Jean-Luc Debry (Noir et rouge)

Ah ! Odile, comme je suis heureuse de te rencontrer. On me dit le plus grand bien de ton travail. Charles est dithyrambique à ton sujet, et tu sais combien je l’estime. Bon, je vais être directe. Ce n’est pas mon genre de tourner autour du pot. Bon, tu es une parfaite animatrice. Et c’est justement à ce titre que je voulais te parler.

Voilà, tu n’es pas sans savoir que nous sommes engagés dans une opération fitness. Je veux dégraisser en douceur... Pour ça, je vais avoir besoin de toi. On a ouvert un guichet pour les partants. On n’est pas chien. Si besoin est, on finance des formations pour faciliter les reconversions. C’est correct, non ? Bon, le hic, c’est que pour l’instant les volontaires ne se bousculent pas au portillon. Alors, on va être obligé de pousser quelques personnes vers la sortie. Mais sans faire de vague, hein pas de vague, pas d’hystérie, ni de blabla revendicatif.

Pour toi, ça va être assez simple. J’ai besoin d’un dossier sur une seule personne.

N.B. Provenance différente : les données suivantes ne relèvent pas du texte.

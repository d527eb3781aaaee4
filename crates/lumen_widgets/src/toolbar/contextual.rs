//! Selection-following toolbar
//!
//! The contextual toolbar appears in the shared balloon once a
//! non-collapsed selection has been stable for the debounce period while
//! the editing view has focus, and disappears as soon as the selection
//! starts changing, collapses, or the editor loses focus.
//!
//! ```text
//!            settled && focused && !collapsed
//!   Hidden ----------------------------------> Shown
//!     ^                                          |
//!     +------------------------------------------+
//!        direct change | collapsed | focus lost
//! ```
//!
//! Showing goes through a cancelable `show` event. The listener that
//! actually populates the balloon runs at [`Priority::Low`], so observers at
//! normal or higher priority can stop the event to veto it.

use std::cell::{Cell, RefCell};
use std::fmt;
use std::rc::{Rc, Weak};

use lumen_core::{
    Debouncer, Emitter, EventInfo, ListenerRegistry, Priority, StateMachine, Subscription,
    TimerQueue, Transition, Value,
};
use lumen_view::{AsView, Dom, Template, View};

use super::ToolbarView;
use crate::balloon::{BalloonContent, BalloonPosition, ContextualBalloon, PositionOptions, Rect};
use crate::config::ContextualToolbarConfig;
use crate::editing::EditingHost;
use crate::error::Result;
use crate::factory::ComponentFactory;

/// Internal event fired once the selection stops changing
pub const SELECTION_SETTLED_EVENT: &str = "_selectionChangeDebounced";

#[derive(Clone, Copy, Debug, PartialEq, Eq, Hash)]
pub enum ToolbarState {
    Hidden,
    Shown,
}

#[derive(Clone, Copy, Debug, PartialEq, Eq, Hash)]
pub enum ToolbarEvent {
    Show,
    Hide,
}

struct ToolbarInner {
    host: Rc<dyn EditingHost>,
    balloon: ContextualBalloon,
    toolbar: ToolbarView,
    config: ContextualToolbarConfig,
    emitter: Emitter,
    debouncer: Debouncer,
    listeners: RefCell<ListenerRegistry>,
    render_listener: RefCell<Option<Subscription>>,
    fsm: RefCell<StateMachine<ToolbarState, ToolbarEvent>>,
    destroyed: Cell<bool>,
}

/// Shared handle to a contextual toolbar
#[derive(Clone)]
pub struct ContextualToolbar {
    inner: Rc<ToolbarInner>,
}

impl ContextualToolbar {
    /// Build the toolbar from `config.items` and start following the
    /// host's selection
    pub fn new(
        dom: &Dom,
        host: Rc<dyn EditingHost>,
        balloon: &ContextualBalloon,
        factory: &ComponentFactory,
        config: ContextualToolbarConfig,
        timers: &TimerQueue,
    ) -> Result<Self> {
        let toolbar = ToolbarView::new(dom)?;
        toolbar.view().extend_template(|template| {
            template.extend(
                Template::extension()
                    .attr("class", "ck-editor-toolbar")
                    .attr("class", "ck-toolbar_floating"),
            )
        })?;
        toolbar.fill_from_config(&config.items, factory)?;

        let in_balloon = {
            let balloon = balloon.clone();
            let view = toolbar.view().clone();
            move || balloon.has_view(&view)
        };
        let out_of_balloon = {
            let in_balloon = in_balloon.clone();
            move || !in_balloon()
        };
        let fsm = StateMachine::builder(ToolbarState::Hidden)
            .transition(
                Transition::new(ToolbarState::Hidden, ToolbarEvent::Show, ToolbarState::Shown)
                    .with_guard(in_balloon),
            )
            .transition(
                Transition::new(ToolbarState::Shown, ToolbarEvent::Hide, ToolbarState::Hidden)
                    .with_guard(out_of_balloon),
            )
            .on_enter(ToolbarState::Shown, || tracing::debug!("contextual toolbar shown"))
            .on_enter(ToolbarState::Hidden, || tracing::debug!("contextual toolbar hidden"))
            .build();

        let wait = config.debounce();
        let inner = Rc::new_cyclic(|weak: &Weak<ToolbarInner>| {
            let weak = weak.clone();
            let debouncer = Debouncer::new(timers, wait, move || {
                if let Some(inner) = weak.upgrade() {
                    tracing::debug!("selection settled");
                    inner.emitter.fire(SELECTION_SETTLED_EVENT, &[]);
                }
            });
            ToolbarInner {
                host,
                balloon: balloon.clone(),
                toolbar,
                config,
                emitter: Emitter::new(),
                debouncer,
                listeners: RefCell::new(ListenerRegistry::new()),
                render_listener: RefCell::new(None),
                fsm: RefCell::new(fsm),
                destroyed: Cell::new(false),
            }
        });

        let contextual = Self { inner };
        contextual.attach_listeners();
        Ok(contextual)
    }

    fn attach_listeners(&self) {
        let inner = &self.inner;
        let mut listeners = inner.listeners.borrow_mut();

        let weak = Rc::downgrade(inner);
        listeners.listen_to(inner.host.selection(), "change:range", move |_, args| {
            let Some(toolbar) = upgrade(&weak) else {
                return;
            };
            let direct_change = args.first().is_some_and(Value::is_truthy);
            if direct_change || toolbar.inner.host.is_selection_collapsed() {
                toolbar.hide_or_warn();
            }
            toolbar.inner.debouncer.call();
        });

        let weak = Rc::downgrade(inner);
        listeners.listen_to(&inner.emitter, SELECTION_SETTLED_EVENT, move |_, _| {
            let Some(toolbar) = upgrade(&weak) else {
                return;
            };
            let host = &toolbar.inner.host;
            if host.editing_view().get("isFocused").is_truthy() && !host.is_selection_collapsed() {
                toolbar.show();
            }
        });

        let weak = Rc::downgrade(inner);
        listeners.listen_to(
            inner.host.focus_tracker().emitter(),
            "change:isFocused",
            move |_, args| {
                let Some(toolbar) = upgrade(&weak) else {
                    return;
                };
                let focused = args.first().is_some_and(Value::is_truthy);
                let visible = toolbar.inner.balloon.visible_view();
                if !focused && visible.as_ref() == Some(toolbar.inner.toolbar.view()) {
                    toolbar.hide_or_warn();
                }
            },
        );

        let weak = Rc::downgrade(inner);
        listeners.listen_to(inner.balloon.emitter(), "remove", move |_, args| {
            let Some(toolbar) = upgrade(&weak) else {
                return;
            };
            let removed = args.first().and_then(|value| value.downcast_ref::<View>());
            if removed == Some(toolbar.inner.toolbar.view()) {
                toolbar.forget_display();
            }
        });

        let weak = Rc::downgrade(inner);
        let display = inner
            .emitter
            .on_with_priority("show", Priority::Low, move |_, _| {
                let Some(toolbar) = upgrade(&weak) else {
                    return;
                };
                if let Err(err) = toolbar.display() {
                    tracing::warn!(%err, "failed to show contextual toolbar");
                }
            });
        listeners.track(display);
    }

    /// Ask to show the toolbar
    ///
    /// Does nothing while the toolbar is already in the balloon. Otherwise
    /// fires `show`; stopping that event keeps the toolbar hidden.
    pub fn show(&self) {
        if self.inner.destroyed.get() || self.inner.balloon.has_view(self.inner.toolbar.view()) {
            return;
        }
        let info = self.inner.emitter.fire("show", &[]);
        if info.is_stopped() && !self.is_shown() {
            tracing::debug!("contextual toolbar show vetoed");
        }
    }

    /// Take the toolbar out of the balloon
    pub fn hide(&self) -> Result<()> {
        let view = self.inner.toolbar.view();
        if self.inner.balloon.has_view(view) {
            self.inner.balloon.remove(view)?;
        }
        self.forget_display();
        Ok(())
    }

    /// Drop the reposition listener once the toolbar left the balloon
    fn forget_display(&self) {
        let render_listener = self.inner.render_listener.borrow_mut().take();
        if let Some(subscription) = render_listener {
            self.inner.listeners.borrow_mut().release(&subscription);
        }
        self.inner.fsm.borrow_mut().send(ToolbarEvent::Hide);
    }

    fn hide_or_warn(&self) {
        if let Err(err) = self.hide() {
            tracing::warn!(%err, "failed to hide contextual toolbar");
        }
    }

    /// Put the toolbar into the balloon unless no item is enabled
    fn display(&self) -> Result<()> {
        let items = self.inner.toolbar.items().views();
        if items.iter().all(|item| !item.get("isEnabled").is_truthy()) {
            tracing::debug!(items = items.len(), "no enabled toolbar items");
            return Ok(());
        }

        let content = BalloonContent::new(self.inner.toolbar.view(), self.position_options())
            .with_class_name(&self.inner.config.balloon_class_name);
        self.inner.balloon.add(content)?;

        let weak = Rc::downgrade(&self.inner);
        let render_listener = self.inner.host.editing_view().on("render", move |_, _| {
            let Some(toolbar) = upgrade(&weak) else {
                return;
            };
            let options = toolbar.position_options();
            if let Err(err) = toolbar.inner.balloon.update_position(Some(options)) {
                tracing::warn!(%err, "failed to reposition contextual toolbar");
            }
        });
        self.inner.listeners.borrow_mut().track(render_listener.clone());
        let previous = self.inner.render_listener.replace(Some(render_listener));
        if let Some(previous) = previous {
            self.inner.listeners.borrow_mut().release(&previous);
        }

        self.inner.fsm.borrow_mut().send(ToolbarEvent::Show);
        Ok(())
    }

    /// Position request following the current selection
    fn position_options(&self) -> PositionOptions {
        let host = &self.inner.host;
        let backward = host.is_selection_backward();
        let weak_host = Rc::downgrade(host);
        PositionOptions::new(
            move || {
                weak_host
                    .upgrade()
                    .map(|host| selection_target(&host.selection_rects(), backward))
                    .unwrap_or_default()
            },
            BalloonPosition::for_selection(backward),
        )
        .with_limiter(host.limiter())
    }

    /// Cancel the pending debounce and stop reacting to the host
    pub fn destroy(&self) {
        if self.inner.destroyed.replace(true) {
            return;
        }
        self.inner.debouncer.cancel();
        self.inner.render_listener.borrow_mut().take();
        self.inner.listeners.borrow_mut().stop_listening();
        tracing::debug!("contextual toolbar destroyed");
    }

    pub fn toolbar_view(&self) -> &ToolbarView {
        &self.inner.toolbar
    }

    pub fn state(&self) -> ToolbarState {
        self.inner.fsm.borrow().current_state()
    }

    pub fn is_shown(&self) -> bool {
        self.inner.fsm.borrow().is_in(ToolbarState::Shown)
    }

    pub fn is_destroyed(&self) -> bool {
        self.inner.destroyed.get()
    }

    pub fn on<F>(&self, event: &str, callback: F) -> Subscription
    where
        F: Fn(&mut EventInfo, &[Value]) + 'static,
    {
        self.inner.emitter.on(event, callback)
    }

    pub fn on_with_priority<F>(&self, event: &str, priority: Priority, callback: F) -> Subscription
    where
        F: Fn(&mut EventInfo, &[Value]) + 'static,
    {
        self.inner.emitter.on_with_priority(event, priority, callback)
    }

    pub fn emitter(&self) -> &Emitter {
        &self.inner.emitter
    }
}

impl fmt::Debug for ContextualToolbar {
    fn fmt(&self, f: &mut fmt::Formatter<'_>) -> fmt::Result {
        f.debug_struct("ContextualToolbar")
            .field("state", &self.state())
            .field("destroyed", &self.is_destroyed())
            .finish()
    }
}

fn upgrade(weak: &Weak<ToolbarInner>) -> Option<ContextualToolbar> {
    let inner = weak.upgrade()?;
    (!inner.destroyed.get()).then_some(ContextualToolbar { inner })
}

/// The rectangle the balloon points at
///
/// A forward selection ending at the start of a line reports an empty
/// trailing rectangle; the one before it is used instead.
fn selection_target(rects: &[Rect], backward: bool) -> Rect {
    if backward {
        return rects.first().copied().unwrap_or_default();
    }
    match rects {
        [.., previous, last] if last.width == 0.0 => *previous,
        [.., last] => *last,
        [] => Rect::default(),
    }
}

Discours habituel et vous voilà dans l’ambiance… Cela pourrait se passer n’importe où, dans n’importe quelle entreprise… Et ça s’appelle Départ volontaire. Enfin ça, volontaire, c’est
pour la galerie, c’est pour faire joli et pour tromper les candides grâce aux apparences faussement conviviales… Or, déglinguer les apparences, Jean-Luc Debry, il connaît. Déjà
dans son ouvrage précédent, il changeait le « rêve » en cauchemar. Et ce fut
Le cauchemar pavillonnaire agrémenté de visites exotiques au centre commercial et promenades bétonnées sur l’autoroute… Tout un programme.

Avec Départ volontaire, il est question d’efficience, de culture du résultat, de valeur
ajoutée, de performance industrielle, de loi du marché, de machines à café et d’open space,
bref de salarié-es lambda… Bienvenue dans l’univers du « management », de la hiérarchie technocrate et de la soumission qui ne paie pas !

Départ volontaire de Jean-Luc Debry, un roman publié aux éditions Noir et Rouge.

Avec L’auteur, Jean-Luc Debry



Bienvenue dans un monde d’esclaves.

La face cachée des entreprises de services du numérique

Anne Scotté (éditions du Sextant)

Il existe des activités de pointe, notamment dans le domaine des services informatiques (Services du Numérique), dont les énormes profits sur cette nouvelle forme d’exploitation : l’esclavage intellectuel. Pour la première fois, les pratiques de ces entreprises sont révélées
dans ce livre.

Bienvenue dans un monde d’esclaves ! On pourrait se dire que l’auteure de ce livre exagère un peu avec l’emploi du terme esclave… Mais à la lecture de ce qu’elle décrit minutieusement avec force détails, l’on se prend à craindre le pire tant l’allégeance à une technique qui nous lie de manière indéfectible est de plus en plus tangible.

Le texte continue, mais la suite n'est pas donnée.